我不知道前面会有人迎面而来,我冷不防撞上了她。我听到她有些惊慌的轻轻“呀”了一声,我知道我撞上的是个女人。
然后“叭”的一声,有什么东西被撞落在地,破碎了。
那声音很响,两边那些本来在认真工作的人,都为我发出担心的“嘘”声。
我知道我惹祸了。我急忙向地上一看,地板上全是些陶瓷的碎片,那些碎片做工很精细,上面还有美丽的花纹。是一个茶杯,一个珍贵的茶杯,满盛名茶的茶杯,被打碎了。茶水在地上流淌,洋溢着淡淡的醉人的清香。
我不敢抬头看她,我慌忙蹲下身子去捡那些碎片。
没想到在我蹲下的时候,她也蹲了下来,也向那些碎片伸出了手。我慌乱中碰到了她的手上。那种光滑细腻的感觉吓了我一跳,我一下子就把手缩了回来。
我才撞碎了她的茶杯,马上又碰了她的手,她怪罪下来如何是好!
她却不动声色,双手继续捡那些碎片。洁白修长的十指,犹如剥葱。
这时过来一个做清洁的女工,她说:“让我来。”
我和她同时站起身来。我匆匆瞥了她一眼。天啊,我傻了,我是在现实中吗?我怎么感到自己走进了一部电视剧?《一米阳光》?伊川夏还是伊爱源?那样的长发,气质,美脸,眼镜!
她让我有些窒息,我非常歉意地对她笑了笑,然后头也不敢回的向面试那边走去。我想,我笑得一定很傻,很难看。

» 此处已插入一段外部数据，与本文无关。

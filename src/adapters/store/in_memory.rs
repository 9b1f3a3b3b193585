//! In-memory session store for testing, development and as the process-local
//! fallback when the external backend is unavailable.
//!
//! Uses a HashMap guarded by an async RwLock. Expiry is lazy: reads treat a
//! stale entry as absent and writes sweep whatever has expired. Not suitable
//! for multi-server deployments.

use async_trait::async_trait;
use std::collections::HashMap;
use std::time::{Duration, Instant};
use tokio::sync::RwLock;

use crate::domain::foundation::SessionId;
use crate::domain::session::SessionRecord;
use crate::ports::{SessionStore, StoreError};

/// In-process session store with per-entry TTL.
#[derive(Debug, Default)]
pub struct InMemorySessionStore {
    entries: RwLock<HashMap<String, Entry>>,
}

#[derive(Debug, Clone)]
struct Entry {
    record: SessionRecord,
    expires_at: Instant,
}

impl InMemorySessionStore {
    /// Creates an empty store.
    pub fn new() -> Self {
        Self::default()
    }

    /// Number of live (unexpired) records, for tests and diagnostics.
    pub async fn len(&self) -> usize {
        let now = Instant::now();
        let entries = self.entries.read().await;
        entries.values().filter(|e| e.expires_at > now).count()
    }

    /// True when no live record is held.
    pub async fn is_empty(&self) -> bool {
        self.len().await == 0
    }
}

#[async_trait]
impl SessionStore for InMemorySessionStore {
    async fn get(&self, id: &SessionId) -> Result<Option<SessionRecord>, StoreError> {
        let entries = self.entries.read().await;
        let record = entries
            .get(id.as_str())
            .filter(|entry| entry.expires_at > Instant::now())
            .map(|entry| entry.record.clone());
        Ok(record)
    }

    async fn put(&self, record: &SessionRecord, ttl: Duration) -> Result<(), StoreError> {
        let now = Instant::now();
        let mut entries = self.entries.write().await;

        // Writes double as the sweep so expired sessions do not pile up.
        entries.retain(|_, entry| entry.expires_at > now);

        entries.insert(
            record.session_id().as_str().to_string(),
            Entry {
                record: record.clone(),
                expires_at: now + ttl,
            },
        );
        Ok(())
    }
}
//! Foundation value objects shared across the domain.

mod errors;
mod ids;
mod timestamp;

pub use errors::ValidationError;
pub use ids::{DispatchId, SessionId};
pub use timestamp::Timestamp;
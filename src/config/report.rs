//! Report delivery configuration.

use serde::Deserialize;
use std::time::Duration;

use super::error::ValidationError;

/// Report delivery configuration.
#[derive(Debug, Clone, Deserialize)]
pub struct ReportConfig {
    /// Downstream collector endpoint.
    pub collector_url: String,

    /// Per-attempt timeout in seconds.
    #[serde(default = "default_timeout")]
    pub timeout_secs: u64,

    /// Total delivery attempts per report, including the first.
    #[serde(default = "default_max_attempts")]
    pub max_attempts: u32,

    /// Fixed pause between attempts in seconds.
    #[serde(default = "default_retry_pause")]
    pub retry_pause_secs: u64,
}

impl ReportConfig {
    /// Get the per-attempt timeout as a Duration.
    pub fn timeout(&self) -> Duration {
        Duration::from_secs(self.timeout_secs)
    }

    /// Get the retry pause as a Duration.
    pub fn retry_pause(&self) -> Duration {
        Duration::from_secs(self.retry_pause_secs)
    }

    /// Validate report configuration.
    pub fn validate(&self) -> Result<(), ValidationError> {
        if self.collector_url.is_empty() {
            return Err(ValidationError::MissingRequired("REPORT_COLLECTOR_URL"));
        }
        if !self.collector_url.starts_with("http://")
            && !self.collector_url.starts_with("https://")
        {
            return Err(ValidationError::InvalidCollectorUrl);
        }
        if self.max_attempts == 0 {
            return Err(ValidationError::InvalidRetryAttempts);
        }
        if self.timeout_secs == 0 || self.timeout_secs > 60 {
            return Err(ValidationError::InvalidTimeout);
        }
        Ok(())
    }
}

fn default_timeout() -> u64 {
    5
}

fn default_max_attempts() -> u32 {
    3
}

fn default_retry_pause() -> u64 {
    1
}
//! Reply strategy adapters.

mod llm;
mod template_pool;

pub use llm::{LlmReplyConfig, LlmReplyStrategy};
pub use template_pool::{TemplatePool, DEFAULT_STALL_LINES};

我推门进去时,一个女生从里面走了出来。竟是那个在沙坪坝人才市场,叫我试试业务员工作的女大学生。
她有些垂头丧气,无奈的对我笑笑,然后转身走了。
我们虽然只是擦肩而过,谁也没对谁说一句话,但从她不再开心自负的表情,我已明白,她是被涮下来了。这让我本就不平静的心更加慌乱。她那么优秀的大学生,都没能通过面试,我,还有戏吗?
但是门已被我推开,所有人都看到了我。我的前脚已跨了进去,怎么也不好意思再退了出来。也许这就叫做骑虎难下,我硬着头皮走了进去,然后把门轻轻关上。

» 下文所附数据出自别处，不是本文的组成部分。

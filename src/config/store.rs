//! Session store configuration.

use serde::Deserialize;
use std::time::Duration;

use super::error::ValidationError;

/// Which session store backend to run.
#[derive(Debug, Clone, Copy, PartialEq, Eq, Default, Deserialize)]
#[serde(rename_all = "lowercase")]
pub enum StoreBackend {
    /// In-process map with TTL sweep. Single-instance only.
    #[default]
    Memory,
    /// External Redis with SET EX expiry.
    Redis,
}

/// Session store configuration.
#[derive(Debug, Clone, Deserialize)]
pub struct StoreConfig {
    /// Selected backend.
    #[serde(default)]
    pub backend: StoreBackend,

    /// Redis connection URL, required for the redis backend.
    #[serde(default)]
    pub redis_url: Option<String>,

    /// Session time to live in seconds, refreshed on every write.
    #[serde(default = "default_session_ttl")]
    pub session_ttl_secs: u64,
}

impl StoreConfig {
    /// Get the session TTL as a Duration.
    pub fn session_ttl(&self) -> Duration {
        Duration::from_secs(self.session_ttl_secs)
    }

    /// Validate store configuration.
    pub fn validate(&self) -> Result<(), ValidationError> {
        if self.session_ttl_secs == 0 {
            return Err(ValidationError::InvalidSessionTtl);
        }
        if self.backend == StoreBackend::Redis {
            match &self.redis_url {
                None => return Err(ValidationError::MissingRedisUrl),
                Some(url)
                    if !url.starts_with("redis://") && !url.starts_with("rediss://") =>
                {
                    return Err(ValidationError::InvalidRedisUrl)
                }
                Some(_) => {}
            }
        }
        Ok(())
    }
}

impl Default for StoreConfig {
    fn default() -> Self {
        Self {
            backend: StoreBackend::default(),
            redis_url: None,
            session_ttl_secs: default_session_ttl(),
        }
    }
}

/// Six hours from last write.
fn default_session_ttl() -> u64 {
    21_600
}
//! Baitline - Conversational Scam Decoy Service
//!
//! This crate implements a honeypot endpoint that keeps scam operators
//! talking, extracts identifying and financial artifacts from their
//! messages, and reports a structured intelligence summary to a downstream
//! collector exactly once per conversation.

pub mod adapters;
pub mod application;
pub mod config;
pub mod domain;
pub mod ports;
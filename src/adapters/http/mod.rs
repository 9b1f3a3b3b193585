//! HTTP transport adapter.

pub mod honeypot;
pub mod middleware;

use axum::Router;

use crate::adapters::http::honeypot::{honeypot_routes, HoneypotHandlers};
use crate::adapters::http::middleware::ApiKeyState;

/// Builds the full application router: the API-key-protected honeypot
/// endpoint plus the open health probe.
pub fn router(handlers: HoneypotHandlers, api_key: ApiKeyState) -> Router {
    honeypot_routes(handlers, api_key)
}
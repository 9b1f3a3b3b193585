//! The honeypot HTTP endpoint.

mod dto;
mod handlers;
mod routes;

pub use dto::{ErrorResponse, HealthResponse, HoneypotRequest, HoneypotResponse, MessageDto};
pub use handlers::HoneypotHandlers;
pub use routes::honeypot_routes;
//! Redis-backed session store for production deployments.
//!
//! Records are serialized as JSON and written with SET EX so expiry is
//! entirely Redis's business: every write refreshes the TTL, and a session
//! that goes quiet simply ages out.

use async_trait::async_trait;
use redis::aio::MultiplexedConnection;
use redis::AsyncCommands;
use std::time::Duration;

use crate::domain::foundation::SessionId;
use crate::domain::session::SessionRecord;
use crate::ports::{SessionStore, StoreError};

/// Redis-backed session store.
#[derive(Clone)]
pub struct RedisSessionStore {
    conn: MultiplexedConnection,
}

impl RedisSessionStore {
    /// Connects to the given Redis URL.
    pub async fn connect(url: &str) -> Result<Self, StoreError> {
        let client = redis::Client::open(url)
            .map_err(|e| StoreError::unavailable(e.to_string()))?;
        let conn = client
            .get_multiplexed_tokio_connection()
            .await
            .map_err(|e| StoreError::unavailable(e.to_string()))?;
        Ok(Self { conn })
    }

    /// Wraps an existing connection (for sharing a pool).
    pub fn new(conn: MultiplexedConnection) -> Self {
        Self { conn }
    }

    /// Returns the Redis key for a session.
    fn key(id: &SessionId) -> String {
        format!("baitline:session:{}", id)
    }
}

#[async_trait]
impl SessionStore for RedisSessionStore {
    async fn get(&self, id: &SessionId) -> Result<Option<SessionRecord>, StoreError> {
        let mut conn = self.conn.clone();

        let raw: Option<String> = conn
            .get(Self::key(id))
            .await
            .map_err(|e: redis::RedisError| StoreError::unavailable(e.to_string()))?;

        raw.map(|json| {
            serde_json::from_str(&json)
                .map_err(|e| StoreError::corrupt(id.as_str(), e.to_string()))
        })
        .transpose()
    }

    async fn put(&self, record: &SessionRecord, ttl: Duration) -> Result<(), StoreError> {
        let json = serde_json::to_string(record)
            .map_err(|e| StoreError::corrupt(record.session_id().as_str(), e.to_string()))?;

        let mut conn = self.conn.clone();
        conn.set_ex::<_, _, ()>(Self::key(record.session_id()), json, ttl.as_secs())
            .await
            .map_err(|e: redis::RedisError| StoreError::unavailable(e.to_string()))?;

        Ok(())
    }
}

impl std::fmt::Debug for RedisSessionStore {
    fn fmt(&self, f: &mut std::fmt::Formatter<'_>) -> std::fmt::Result {
        f.debug_struct("RedisSessionStore").finish_non_exhaustive()
    }
}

我的迟到让所有人都不高兴。几个前来面试的美女正滔滔不绝的淡着什么,被我打扰了,都对我投来严重不满的目光,眼神中还带着几分讥笑。
坐在美女们对面的几个男女大概就是公司人事部的。他们中有一个人特别不同,他和我仿佛年纪,碎平头,长方脸,浓眉大眼,看上去比谁都精神自负。他皱了皱眉,用了领袖人物那样的手式,让我在他对面的空凳子上坐下。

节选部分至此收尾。